About this exercise:
In the entries below, find every line with the string "rules" and copy it.

Records drawn from a dataset
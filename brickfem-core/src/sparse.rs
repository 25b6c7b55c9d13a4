//! Sparse matrix operations.
//!
//! Uses CSR (Compressed Sparse Row) format for the assembled tangent matrix
//! and compatibility with the direct solvers.

use crate::error::{Error, Result};
use nalgebra::{DMatrix, DVector};
use nalgebra_sparse::coo::CooMatrix;
use nalgebra_sparse::csr::CsrMatrix as NalgebraCsr;

/// Compressed Sparse Row matrix.
pub type CsrMatrix = NalgebraCsr<f64>;

/// Element-level contribution produced by a brick on one convex or face.
///
/// `matrix` couples `rows` (test functions) with `cols` (unknowns); `vector`
/// is the residual part on `rows`. Either may be empty.
#[derive(Debug, Clone)]
pub struct LocalContribution {
    /// Global row indices.
    pub rows: Vec<usize>,
    /// Global column indices.
    pub cols: Vec<usize>,
    /// Tangent block, `rows.len() × cols.len()` (or empty).
    pub matrix: DMatrix<f64>,
    /// Residual block, `rows.len()` (or empty).
    pub vector: DVector<f64>,
}

impl LocalContribution {
    /// Square block on `dofs` with its residual.
    pub fn square(dofs: Vec<usize>, matrix: DMatrix<f64>, vector: DVector<f64>) -> Self {
        Self {
            cols: dofs.clone(),
            rows: dofs,
            matrix,
            vector,
        }
    }
}

/// Builder for assembling a sparse matrix from triplets (COO format).
///
/// Accumulates (row, col, value) triplets and converts to CSR when complete.
#[derive(Debug, Clone)]
pub struct TripletMatrix {
    n_rows: usize,
    n_cols: usize,
    rows: Vec<usize>,
    cols: Vec<usize>,
    values: Vec<f64>,
}

impl TripletMatrix {
    /// Create a new triplet matrix builder.
    pub fn new(n_rows: usize, n_cols: usize) -> Self {
        Self::with_capacity(n_rows, n_cols, 0)
    }

    /// Create with estimated capacity.
    pub fn with_capacity(n_rows: usize, n_cols: usize, nnz_estimate: usize) -> Self {
        Self {
            n_rows,
            n_cols,
            rows: Vec::with_capacity(nnz_estimate),
            cols: Vec::with_capacity(nnz_estimate),
            values: Vec::with_capacity(nnz_estimate),
        }
    }

    /// Add a value at (row, col). Duplicates are summed during conversion.
    pub fn add(&mut self, row: usize, col: usize, value: f64) {
        debug_assert!(row < self.n_rows, "Row index out of bounds");
        debug_assert!(col < self.n_cols, "Column index out of bounds");

        if value != 0.0 {
            self.rows.push(row);
            self.cols.push(col);
            self.values.push(value);
        }
    }

    /// Add a dense block coupling `rows` with `cols`.
    ///
    /// This is the core operation for finite element assembly.
    pub fn add_block(&mut self, rows: &[usize], cols: &[usize], block: &DMatrix<f64>) {
        debug_assert_eq!(block.nrows(), rows.len());
        debug_assert_eq!(block.ncols(), cols.len());

        for (i, &r) in rows.iter().enumerate() {
            for (j, &c) in cols.iter().enumerate() {
                self.add(r, c, block[(i, j)]);
            }
        }
    }

    /// Number of stored triplets.
    pub fn nnz(&self) -> usize {
        self.values.len()
    }

    /// Convert to CSR format, summing duplicate entries.
    pub fn to_csr(self) -> Result<CsrMatrix> {
        let coo = CooMatrix::try_from_triplets(
            self.n_rows,
            self.n_cols,
            self.rows,
            self.cols,
            self.values,
        )
        .map_err(|e| Error::Solver(format!("invalid triplet data: {}", e)))?;

        Ok(CsrMatrix::from(&coo))
    }
}

/// Dense vector assembled from scattered contributions.
#[derive(Debug, Clone)]
pub struct SparseVector {
    values: Vec<f64>,
}

impl SparseVector {
    /// Create a zero vector of given size.
    pub fn zeros(size: usize) -> Self {
        Self {
            values: vec![0.0; size],
        }
    }

    /// Add values at multiple indices (for element residual assembly).
    pub fn add_subvector(&mut self, indices: &[usize], values: &[f64]) {
        debug_assert_eq!(indices.len(), values.len());
        for (&idx, &val) in indices.iter().zip(values.iter()) {
            self.values[idx] += val;
        }
    }

    /// Get the underlying dense vector.
    pub fn as_slice(&self) -> &[f64] {
        &self.values
    }

    /// Consume and return the dense vector.
    pub fn into_vec(self) -> Vec<f64> {
        self.values
    }
}

/// Scatter local contributions into a global matrix and vector.
pub fn scatter(
    contributions: &[LocalContribution],
    matrix: &mut TripletMatrix,
    vector: &mut SparseVector,
) {
    for c in contributions {
        if c.matrix.nrows() > 0 {
            matrix.add_block(&c.rows, &c.cols, &c.matrix);
        }
        if c.vector.len() > 0 {
            vector.add_subvector(&c.rows, c.vector.as_slice());
        }
    }
}

/// `y = A x` for a CSR matrix.
pub fn csr_mul(a: &CsrMatrix, x: &[f64]) -> Vec<f64> {
    a.row_iter()
        .map(|row| {
            row.col_indices()
                .iter()
                .zip(row.values())
                .map(|(&j, &v)| v * x[j])
                .sum()
        })
        .collect()
}
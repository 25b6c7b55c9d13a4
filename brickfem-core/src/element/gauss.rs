//! Gauss quadrature rules for numerical integration.
//!
//! This module provides symmetric quadrature rules for:
//! - Tetrahedral volume integration
//! - Triangular face integration
//!
//! # Usage
//!
//! ```
//! use brickfem_core::element::gauss::{gauss_tet, gauss_tri};
//!
//! // 4-point tetrahedral rule
//! for gp in gauss_tet(4) {
//!     // gp.coords gives (L1, L2, L3, L4) barycentric coordinates
//!     // gp.weight is the integration weight
//!     let _ = (gp.coords, gp.weight);
//! }
//!
//! // 6-point triangle rule
//! let face_area: f64 = gauss_tri(6).iter().map(|gp| gp.weight).sum();
//! assert!((face_area - 0.5).abs() < 1e-12);
//! ```

/// A Gauss quadrature point with natural coordinates and weight.
#[derive(Debug, Clone, Copy)]
pub struct GaussPoint {
    /// Natural coordinates.
    /// - For tetrahedral: [L1, L2, L3, L4] (barycentric, sum=1)
    /// - For triangular: [L1, L2, L3, 0] (area coordinates, sum=1)
    pub coords: [f64; 4],
    /// Integration weight.
    pub weight: f64,
}

impl GaussPoint {
    /// Create a new Gauss point.
    pub fn new(coords: [f64; 4], weight: f64) -> Self {
        Self { coords, weight }
    }
}

/// Tetrahedral Gauss quadrature points.
///
/// Returns integration points for a unit tetrahedron with vertices at:
/// - (0, 0, 0)
/// - (1, 0, 0)
/// - (0, 1, 0)
/// - (0, 0, 1)
///
/// Points are given in barycentric coordinates (L1, L2, L3, L4) where Li ≥ 0 and ΣLi = 1.
///
/// Weights are scaled for the unit tetrahedron (volume = 1/6), so ∫f dV ≈ Σ w_i * f(x_i).
///
/// # Arguments
///
/// * `n` - Number of integration points (1, 4, 5, or 14)
///
/// # Integration Order
///
/// - n=1: Exact for polynomials up to degree 1 (linear)
/// - n=4: Exact for polynomials up to degree 2 (quadratic)
/// - n=5: Exact for polynomials up to degree 3 (cubic)
/// - n=14: Exact for polynomials up to degree 5
///
/// # Panics
///
/// Panics if `n` is not 1, 4, 5, or 14.
pub fn gauss_tet(n: usize) -> Vec<GaussPoint> {
    match n {
        1 => {
            // 1-point rule: centroid
            vec![GaussPoint::new([0.25, 0.25, 0.25, 0.25], 1.0 / 6.0)]
        }
        4 => {
            // 4-point rule (degree 2)
            // Points at (α, β, β, β) and permutations
            // α = (5 + 3√5) / 20 ≈ 0.5854
            // β = (5 - √5) / 20 ≈ 0.1382
            let sqrt5 = 5.0_f64.sqrt();
            let alpha = (5.0 + 3.0 * sqrt5) / 20.0;
            let beta = (5.0 - sqrt5) / 20.0;
            let w = 1.0 / 24.0;
            vertex_orbit(alpha, beta, w)
        }
        5 => {
            // 5-point rule (degree 3)
            // Centroid weight: -4/5 * (1/6) = -2/15
            // Orbit weight: 9/20 * (1/6) = 3/40
            let mut points = vec![GaussPoint::new([0.25, 0.25, 0.25, 0.25], -2.0 / 15.0)];
            points.extend(vertex_orbit(0.5, 1.0 / 6.0, 3.0 / 40.0));
            points
        }
        14 => {
            // 14-point rule (degree 5): two vertex orbits and one edge orbit
            let a1 = 0.092_735_250_310_891_2;
            let w1 = 0.012_248_840_519_393_658;
            let a2 = 0.310_885_919_263_300_6;
            let w2 = 0.018_781_320_953_002_642;
            let b = 0.045_503_704_125_649_6;
            let w3 = 0.007_091_003_462_846_911;

            let mut points = Vec::with_capacity(14);
            points.extend(vertex_orbit(1.0 - 3.0 * a1, a1, w1));
            points.extend(vertex_orbit(1.0 - 3.0 * a2, a2, w2));
            let c = 0.5 - b;
            for &(i, j) in &[(0, 1), (0, 2), (0, 3), (1, 2), (1, 3), (2, 3)] {
                let mut coords = [b; 4];
                coords[i] = c;
                coords[j] = c;
                points.push(GaussPoint::new(coords, w3));
            }
            points
        }
        _ => panic!("gauss_tet: n must be 1, 4, 5, or 14, got {}", n),
    }
}

/// Points of the form (a, b, b, b) and its permutations.
fn vertex_orbit(a: f64, b: f64, w: f64) -> Vec<GaussPoint> {
    (0..4)
        .map(|k| {
            let mut coords = [b; 4];
            coords[k] = a;
            GaussPoint::new(coords, w)
        })
        .collect()
}

/// Tetrahedral rule exact for polynomials of the given degree.
pub fn gauss_tet_for_degree(degree: usize) -> Vec<GaussPoint> {
    match degree {
        0 | 1 => gauss_tet(1),
        2 => gauss_tet(4),
        3 => gauss_tet(5),
        _ => gauss_tet(14),
    }
}

/// Triangle Gauss quadrature points for face integration.
///
/// Returns integration points for a unit triangle with vertices at (0,0), (1,0), (0,1).
/// Points are given in area coordinates (L1, L2, L3) where Li ≥ 0 and ΣLi = 1.
/// The coords array stores [L1, L2, L3, 0].
///
/// Weights are scaled for the unit triangle (area = 1/2).
///
/// # Arguments
///
/// * `n` - Number of integration points (1, 3, 4, or 6)
///
/// # Panics
///
/// Panics if `n` is not 1, 3, 4, or 6.
pub fn gauss_tri(n: usize) -> Vec<GaussPoint> {
    match n {
        1 => {
            // 1-point rule: centroid, degree 1
            vec![GaussPoint::new([1.0 / 3.0, 1.0 / 3.0, 1.0 / 3.0, 0.0], 0.5)]
        }
        3 => {
            // 3-point rule: edge midpoints, degree 2
            let w = 1.0 / 6.0;
            vec![
                GaussPoint::new([0.5, 0.5, 0.0, 0.0], w),
                GaussPoint::new([0.0, 0.5, 0.5, 0.0], w),
                GaussPoint::new([0.5, 0.0, 0.5, 0.0], w),
            ]
        }
        4 => {
            // 4-point rule: centroid + 3 points, degree 3
            let w_center = -27.0 / 96.0;
            let w_corner = 25.0 / 96.0;
            vec![
                GaussPoint::new([1.0 / 3.0, 1.0 / 3.0, 1.0 / 3.0, 0.0], w_center),
                GaussPoint::new([0.6, 0.2, 0.2, 0.0], w_corner),
                GaussPoint::new([0.2, 0.6, 0.2, 0.0], w_corner),
                GaussPoint::new([0.2, 0.2, 0.6, 0.0], w_corner),
            ]
        }
        6 => {
            // 6-point rule, degree 4
            let a = 0.445_948_490_915_965;
            let wa = 0.5 * 0.223_381_589_678_011;
            let b = 0.091_576_213_509_771;
            let wb = 0.5 * 0.109_951_743_655_322;
            vec![
                GaussPoint::new([1.0 - 2.0 * a, a, a, 0.0], wa),
                GaussPoint::new([a, 1.0 - 2.0 * a, a, 0.0], wa),
                GaussPoint::new([a, a, 1.0 - 2.0 * a, 0.0], wa),
                GaussPoint::new([1.0 - 2.0 * b, b, b, 0.0], wb),
                GaussPoint::new([b, 1.0 - 2.0 * b, b, 0.0], wb),
                GaussPoint::new([b, b, 1.0 - 2.0 * b, 0.0], wb),
            ]
        }
        _ => panic!("gauss_tri: n must be 1, 3, 4, or 6, got {}", n),
    }
}

/// Triangle rule exact for polynomials of the given degree.
pub fn gauss_tri_for_degree(degree: usize) -> Vec<GaussPoint> {
    match degree {
        0 | 1 => gauss_tri(1),
        2 => gauss_tri(3),
        3 => gauss_tri(4),
        _ => gauss_tri(6),
    }
}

Response to the exercise:
//! Gauss quadrature rules for numerical integration.
//! This module provides symmetric quadrature rules for:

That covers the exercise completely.